Nineveh was notorious for its idolatry and immorality (Nah. 3:1, 19). Its temples were dedicated to the gods Nabu, Asshur, and Adad. The Ninevites also worshiped Ishtar, a goddess of love and war. Religious prostitution was a part of Assyrian worship fertility rites. Even the king of Assyria recognized they were a wicked people (Jon. 3:8).

God commanded Jonah, “Go to Nineveh,…cry out against it” (1:2). He was told to preach, “Yet forty days, and Nineveh shall be overthrown!” (3:4). Jonah was to speak against Nineveh’s sin with hope that the nation would turn to God. Its refusal to do so would seal its demise.

Jonah’s trip to Nineveh meant traveling 500 miles or so over rugged, desert terrain to preach to a people the prophet hated and wanted to see destroyed. Nineveh’s survival depended on Jonah’s faithfulness to God’s command and commission.

Jonah’s Commission Disobeyed
God had chosen and commissioned Jonah to carry a divine message to Nineveh. Jonah knew exactly what he was called to do. Either he could be obedient and go to Nineveh, or he could be disobedient and ignore God’s commission. Jonah chose the latter; he ran away from his divine call. Scripture says,

Jonah arose to flee to Tarshish from the presence of the Lᴏʀᴅ. He went down to Joppa, and found a ship going to Tarshish; so he paid the fare, and went down into it, to go with them to Tarshish from the presence of the Lᴏʀᴅ (v. 3).

Giving little thought to God’s commission, Jonah arose and fled to Tarshish, which was in the opposite direction of Nineveh. In order to find a ship bound for Tarshish, he had to travel about 60 miles, from Gath Hepher to Joppa. Tarshish was located 2,000 miles from Joppa in what is now southwestern Spain. In Jonah’s day, Tarshish was a Phoenician outpost, situated at the end of Western civilization. He paid the fare, boarded what was probably a large Phoenician vessel at Joppa (present-day Jaffa, not far from Tel Aviv), and headed away. He ran as far as he could go from the divine commission that the Lord had given him.

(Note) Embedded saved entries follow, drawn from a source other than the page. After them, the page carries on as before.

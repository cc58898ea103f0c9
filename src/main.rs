use std::sync::Arc;

use clap::Parser;
use serde_json::json;
use tracing_subscriber::EnvFilter;

use agora::config::{Cli, Command, Config};
use agora::db;
use agora::error::{AppError, AppResult};
use agora::models::{NewPost, Post, UserId};
use agora::reactions::{ReactionState, ToggleOutcome};
use agora::remote::{int_field, DynRemote, Query, Row, SqliteDataService};
use agora::session::Session;

const DEMO_USER: &str = "demo";

#[tokio::main]
async fn main() -> anyhow::Result<()> {
    // Initialize logging
    tracing_subscriber::fmt()
        .with_env_filter(
            EnvFilter::try_from_default_env().unwrap_or_else(|_| EnvFilter::new("info")),
        )
        .init();

    // Parse CLI args and load config
    let cli = Cli::parse();
    let data_dir = Config::data_dir(&cli)?;
    std::fs::create_dir_all(&data_dir)?;
    tracing::debug!("Data directory: {}", data_dir.display());

    let config = Config::load(&cli)?;
    std::fs::create_dir_all(config.uploads_path())?;

    // Initialize database
    let pool = db::create_pool(&config.db_path())?;
    db::run_migrations(&pool)?;

    let service = Arc::new(SqliteDataService::new(
        pool,
        config.uploads_path(),
        &config.storage.public_url,
    )?);
    if let Some(user) = &cli.user {
        service.sign_in(UserId::new(user.as_str())).await;
    }

    let remote: DynRemote = service;
    let session = Session::new(remote, &config);
    session.restore().await?;

    if let Err(e) = run(&session, cli.command).await {
        eprintln!("{}", e.user_message());
        if e.is_auth_required() {
            eprintln!("Pass --user <id> to act as a user");
        }
        std::process::exit(1);
    }
    Ok(())
}

async fn run(session: &Session, command: Command) -> AppResult<()> {
    match command {
        Command::Seed => seed(session).await,
        Command::Posts => {
            session.posts.fetch_posts().await;
            for post in session.posts.posts().await {
                print_post(session, &post).await;
            }
            Ok(())
        }
        Command::Like { slug } => {
            let post = find_post(session, &slug).await?;
            let outcome = session.reactions.toggle_like(post.id).await?;
            report(session, post.id, outcome).await;
            Ok(())
        }
        Command::Dislike { slug } => {
            let post = find_post(session, &slug).await?;
            let outcome = session.reactions.toggle_dislike(post.id).await?;
            report(session, post.id, outcome).await;
            Ok(())
        }
        Command::Comment { slug, text } => {
            let post = find_post(session, &slug).await?;
            let comment = session.comments.add_comment(post.id, &text, None).await?;
            println!("Comment {} added to {}", comment.id, post.slug);
            Ok(())
        }
        Command::Comments { slug } => {
            let post = find_post(session, &slug).await?;
            session.comments.fetch_comments(post.id).await;
            for comment in session.comments.comments().await {
                let author = comment
                    .profiles
                    .as_ref()
                    .and_then(|p| p.name.clone())
                    .unwrap_or_else(|| comment.user_id.to_string());
                println!("[{}] {}: {}", comment.created_at, author, comment.content);
            }
            Ok(())
        }
        Command::View { slug } => {
            let post = find_post(session, &slug).await?;
            session.views.increment_view(&slug).await;
            let views = session.views.fetch_views_count(post.id).await;
            println!("{} has {} views", slug, views);
            Ok(())
        }
    }
}

async fn find_post(session: &Session, slug: &str) -> AppResult<Post> {
    session.posts.fetch_posts().await;
    session
        .posts
        .get_post_by_slug(slug)
        .await
        .ok_or_else(|| AppError::NotFound(format!("post {}", slug)))
}

async fn report(session: &Session, post_id: i64, outcome: ToggleOutcome) {
    match outcome {
        ToggleOutcome::Applied(state) => {
            if let Some(post) = session.posts.get_post(post_id).await {
                println!("{} is now {:?}", post.slug, state);
                print_post(session, &post).await;
            }
        }
        ToggleOutcome::InFlight => println!("Still saving the previous reaction"),
    }
}

async fn print_post(session: &Session, post: &Post) {
    let mark = match session.reactions.state_of(post.id).await {
        ReactionState::Liked => "+",
        ReactionState::Disliked => "-",
        ReactionState::Neutral => " ",
    };
    println!(
        "{} {:<24} {:>4} likes {:>4} dislikes {:>4} comments {:>5} views",
        mark,
        post.slug,
        post.likes_count,
        post.dislikes_count,
        post.comments_count,
        post.views_count
    );
}

/// Demo profile, a couple of categories and tags, and three posts. Safe to
/// run more than once.
async fn seed(session: &Session) -> AppResult<()> {
    let remote = session.remote.as_ref();

    let existing = remote
        .select("profiles", &Query::new().eq("id", DEMO_USER).limit(1))
        .await?;
    if existing.is_empty() {
        remote
            .insert(
                "profiles",
                vec![row(json!({ "id": DEMO_USER, "name": "Demo User", "slug": "demo" }))],
            )
            .await?;
    }

    let category_ids = ensure_named(session, "categories", &["General", "Rust"]).await?;
    let tag_ids = ensure_named(session, "tags", &["intro", "async"]).await?;

    session.posts.fetch_posts().await;
    let samples = [
        ("hello-world", "Hello, world", "The first post."),
        ("ownership", "Notes on ownership", "Borrowing without tears."),
        ("async-stores", "Async stores", "Optimistic state over a backend."),
    ];
    for (slug, title, description) in samples {
        if session.posts.get_post_by_slug(slug).await.is_some() {
            continue;
        }
        let new_post = NewPost {
            user_id: UserId::new(DEMO_USER),
            title: title.to_string(),
            content: format!("{}\n\n{}", title, description),
            description: description.to_string(),
            slug: slug.to_string(),
        };
        session
            .posts
            .create_post(&new_post, &[], &category_ids, &tag_ids)
            .await?;
    }

    println!("Seeded demo data; run with --user {} to act as the demo user", DEMO_USER);
    Ok(())
}

async fn ensure_named(session: &Session, table: &str, names: &[&str]) -> AppResult<Vec<i64>> {
    let mut ids = Vec::with_capacity(names.len());
    for name in names {
        let found = session
            .remote
            .select(table, &Query::new().eq("name", *name).limit(1))
            .await?;
        let rows = if found.is_empty() {
            session
                .remote
                .insert(table, vec![row(json!({ "name": name }))])
                .await?
        } else {
            found
        };
        ids.extend(rows.first().and_then(|r| int_field(r, "id")));
    }
    Ok(ids)
}

fn row(value: serde_json::Value) -> Row {
    match value {
        serde_json::Value::Object(map) => map,
        _ => Row::new(),
    }
}
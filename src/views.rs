use std::collections::HashMap;
use std::sync::Arc;

use serde_json::json;
use tokio::sync::RwLock;

use crate::models::PostId;
use crate::posts::PostStore;
use crate::remote::{int_field, DynRemote, Query};

/// Post view counting. Increments happen server-side by slug.
pub struct ViewStore {
    remote: DynRemote,
    posts: Arc<PostStore>,
    counts: RwLock<HashMap<PostId, i64>>,
}

impl ViewStore {
    pub fn new(remote: DynRemote, posts: Arc<PostStore>) -> Self {
        Self {
            remote,
            posts,
            counts: RwLock::new(HashMap::new()),
        }
    }

    /// Count a view of the post. Failures are logged only.
    pub async fn increment_view(&self, slug: &str) {
        if let Err(e) = self
            .remote
            .rpc("increment_view_count", json!({ "post_slug": slug }))
            .await
        {
            tracing::error!("Error incrementing view count for {}: {}", slug, e);
            return;
        }

        if let Some(post) = self.posts.get_post_by_slug(slug).await {
            self.posts.increment_post_view(post.id).await;
            if let Some(count) = self.counts.write().await.get_mut(&post.id) {
                *count += 1;
            }
        }
    }

    /// Read the current count from the backend, caching it. 0 on error.
    pub async fn fetch_views_count(&self, post_id: PostId) -> i64 {
        let query = Query::new().eq("id", post_id).limit(1);
        let rows = match self.remote.select("posts", &query).await {
            Ok(rows) => rows,
            Err(e) => {
                tracing::error!("Error fetching views count for post {}: {}", post_id, e);
                return 0;
            }
        };

        match rows.first().and_then(|row| int_field(row, "views_count")) {
            Some(count) => {
                self.counts.write().await.insert(post_id, count);
                count
            }
            None => 0,
        }
    }

    pub async fn get_views_count(&self, post_id: PostId) -> i64 {
        self.counts
            .read()
            .await
            .get(&post_id)
            .copied()
            .unwrap_or(0)
    }
}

Scripture twice mentions that Jonah tried to do the impossible: flee “from the presence of the Lᴏʀᴅ” (v. 3).  Jonah would have known David’s psalm and the revelation to Jeremiah that stated how impossible it is to flee from an omnipresent God (Ps. 139:7–12; Jer 23:24). Knowing this truth, why would he run?

Jonah fled out of a deep hatred for the ungodly Assyrians. Later in the book, Jonah explained: “I fled previously to Tarshish; for I know that You are a gracious and merciful God, slow to anger and abundant in lovingkindness, One who relents from doing harm” (4:2). Jonah knew that if God sent him to preach judgment on Nineveh, the Assyrians might repent. Then the Lord would have compassion on these wicked people and spare the city from destruction. Although not stated, Jonah might have reasoned that if he ran away, God would choose another prophet to preach to Nineveh.

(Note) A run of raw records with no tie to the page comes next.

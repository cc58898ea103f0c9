// Reaction domain - pure state transitions, no side effects
use serde::{Deserialize, Serialize};
use std::collections::HashSet;

use crate::models::PostId;

#[derive(Debug, Clone, Copy, PartialEq, Eq, Hash, Serialize, Deserialize)]
#[serde(rename_all = "snake_case")]
pub enum ReactionKind {
    Like,
    Dislike,
}

impl ReactionKind {
    /// Backend table holding reactions of this kind
    pub fn table(self) -> &'static str {
        match self {
            ReactionKind::Like => "likes",
            ReactionKind::Dislike => "dislikes",
        }
    }

    pub fn opposite(self) -> Self {
        match self {
            ReactionKind::Like => ReactionKind::Dislike,
            ReactionKind::Dislike => ReactionKind::Like,
        }
    }
}

/// Where a (user, post) pair stands.
#[derive(Debug, Clone, Copy, PartialEq, Eq, Default, Serialize, Deserialize)]
#[serde(rename_all = "snake_case")]
pub enum ReactionState {
    #[default]
    Neutral,
    Liked,
    Disliked,
}

impl ReactionState {
    pub fn holding(kind: ReactionKind) -> Self {
        match kind {
            ReactionKind::Like => ReactionState::Liked,
            ReactionKind::Dislike => ReactionState::Disliked,
        }
    }

    pub fn held(self) -> Option<ReactionKind> {
        match self {
            ReactionState::Neutral => None,
            ReactionState::Liked => Some(ReactionKind::Like),
            ReactionState::Disliked => Some(ReactionKind::Dislike),
        }
    }

    /// Writes needed to toggle `kind` from this state, in the order they
    /// must be applied.
    pub fn toggle(self, kind: ReactionKind) -> Transition {
        let (to, writes) = match self.held() {
            Some(held) if held == kind => (
                ReactionState::Neutral,
                vec![ReactionWrite::delete(kind)],
            ),
            Some(held) => (
                ReactionState::holding(kind),
                vec![ReactionWrite::delete(held), ReactionWrite::insert(kind)],
            ),
            None => (
                ReactionState::holding(kind),
                vec![ReactionWrite::insert(kind)],
            ),
        };
        Transition {
            from: self,
            to,
            writes,
        }
    }
}

#[derive(Debug, Clone, Copy, PartialEq, Eq)]
pub enum WriteOp {
    Insert,
    Delete,
}

/// One row-level write against a reaction table.
#[derive(Debug, Clone, Copy, PartialEq, Eq)]
pub struct ReactionWrite {
    pub kind: ReactionKind,
    pub op: WriteOp,
}

impl ReactionWrite {
    pub fn insert(kind: ReactionKind) -> Self {
        Self {
            kind,
            op: WriteOp::Insert,
        }
    }

    pub fn delete(kind: ReactionKind) -> Self {
        Self {
            kind,
            op: WriteOp::Delete,
        }
    }

    pub fn inverse(self) -> Self {
        match self.op {
            WriteOp::Insert => Self::delete(self.kind),
            WriteOp::Delete => Self::insert(self.kind),
        }
    }

    /// Change this write makes to the post's counter for `kind`
    pub fn counter_delta(self) -> i64 {
        match self.op {
            WriteOp::Insert => 1,
            WriteOp::Delete => -1,
        }
    }
}

#[derive(Debug, Clone, PartialEq, Eq)]
pub struct Transition {
    pub from: ReactionState,
    pub to: ReactionState,
    pub writes: Vec<ReactionWrite>,
}

/// Posts the session user has liked or disliked. A post is never in both.
#[derive(Debug, Clone, Default, PartialEq, Eq)]
pub struct ReactionSets {
    likes: HashSet<PostId>,
    dislikes: HashSet<PostId>,
}

impl ReactionSets {
    pub fn new() -> Self {
        Self::default()
    }

    pub fn contains(&self, kind: ReactionKind, post_id: PostId) -> bool {
        self.set(kind).contains(&post_id)
    }

    pub fn state_of(&self, post_id: PostId) -> ReactionState {
        if self.likes.contains(&post_id) {
            ReactionState::Liked
        } else if self.dislikes.contains(&post_id) {
            ReactionState::Disliked
        } else {
            ReactionState::Neutral
        }
    }

    /// Apply one write locally. Returns whether membership changed; an
    /// insert is refused while the post holds the opposite reaction.
    pub fn apply(&mut self, post_id: PostId, write: ReactionWrite) -> bool {
        match write.op {
            WriteOp::Insert => {
                if self.set(write.kind.opposite()).contains(&post_id) {
                    return false;
                }
                self.set_mut(write.kind).insert(post_id)
            }
            WriteOp::Delete => self.set_mut(write.kind).remove(&post_id),
        }
    }

    pub fn likes(&self) -> &HashSet<PostId> {
        &self.likes
    }

    pub fn dislikes(&self) -> &HashSet<PostId> {
        &self.dislikes
    }

    pub fn clear(&mut self) {
        self.likes.clear();
        self.dislikes.clear();
    }

    fn set(&self, kind: ReactionKind) -> &HashSet<PostId> {
        match kind {
            ReactionKind::Like => &self.likes,
            ReactionKind::Dislike => &self.dislikes,
        }
    }

    fn set_mut(&mut self, kind: ReactionKind) -> &mut HashSet<PostId> {
        match kind {
            ReactionKind::Like => &mut self.likes,
            ReactionKind::Dislike => &mut self.dislikes,
        }
    }
}
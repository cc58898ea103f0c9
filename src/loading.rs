use std::sync::atomic::{AtomicUsize, Ordering};

/// Number of operations a store has running. Each operation holds a
/// [`LoadingGuard`]; the store is loading while any guard is alive.
#[derive(Debug, Default)]
pub struct Loading(AtomicUsize);

impl Loading {
    pub fn new() -> Self {
        Self::default()
    }

    pub fn is_loading(&self) -> bool {
        self.0.load(Ordering::SeqCst) > 0
    }

    pub fn start(&self) -> LoadingGuard<'_> {
        self.0.fetch_add(1, Ordering::SeqCst);
        LoadingGuard(&self.0)
    }
}

/// Releases its slot on drop, including when the owning future is cancelled.
#[derive(Debug)]
pub struct LoadingGuard<'a>(&'a AtomicUsize);

impl Drop for LoadingGuard<'_> {
    fn drop(&mut self) {
        self.0.fetch_sub(1, Ordering::SeqCst);
    }
}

Jonah’s reaction to God’s call is both remarkable and repugnant. Scripture records no true prophet who resigned from his position or ran from his divine call and commission as did Jonah. Jonah dropped out of fellowship with God.

There are lessons for us here. God did not intervene to prevent Jonah from paying the fare, boarding the vessel, and heading for Tarshish; He allowed the prophet to act on his decision.

God is no respecter of persons and extends salvation to all men, Jews and Gentiles alike. Furthermore, God is gracious and patient with even the most ungodly people in the world, providing them with opportunities to be saved before judgment falls.

God is also gracious and patient to His disobedient servants and will let them make decisions that go against His will. In addition, God uses the promise of judgment to bring people to repentance, and He is always ready to deliver the ungodly from judgment and use them to bring Himself glory and honor.

The fields of service that appear the most unpromising are sometimes the most fruitful. God’s servants must never harbor racial or cultural prejudice if they are to proclaim the message of salvation to the lost.

ENDNOTE
  1. Homer Hailey, A Commentary on the Minor Prophets (Grand Rapids: Baker Book House, 1972), 62.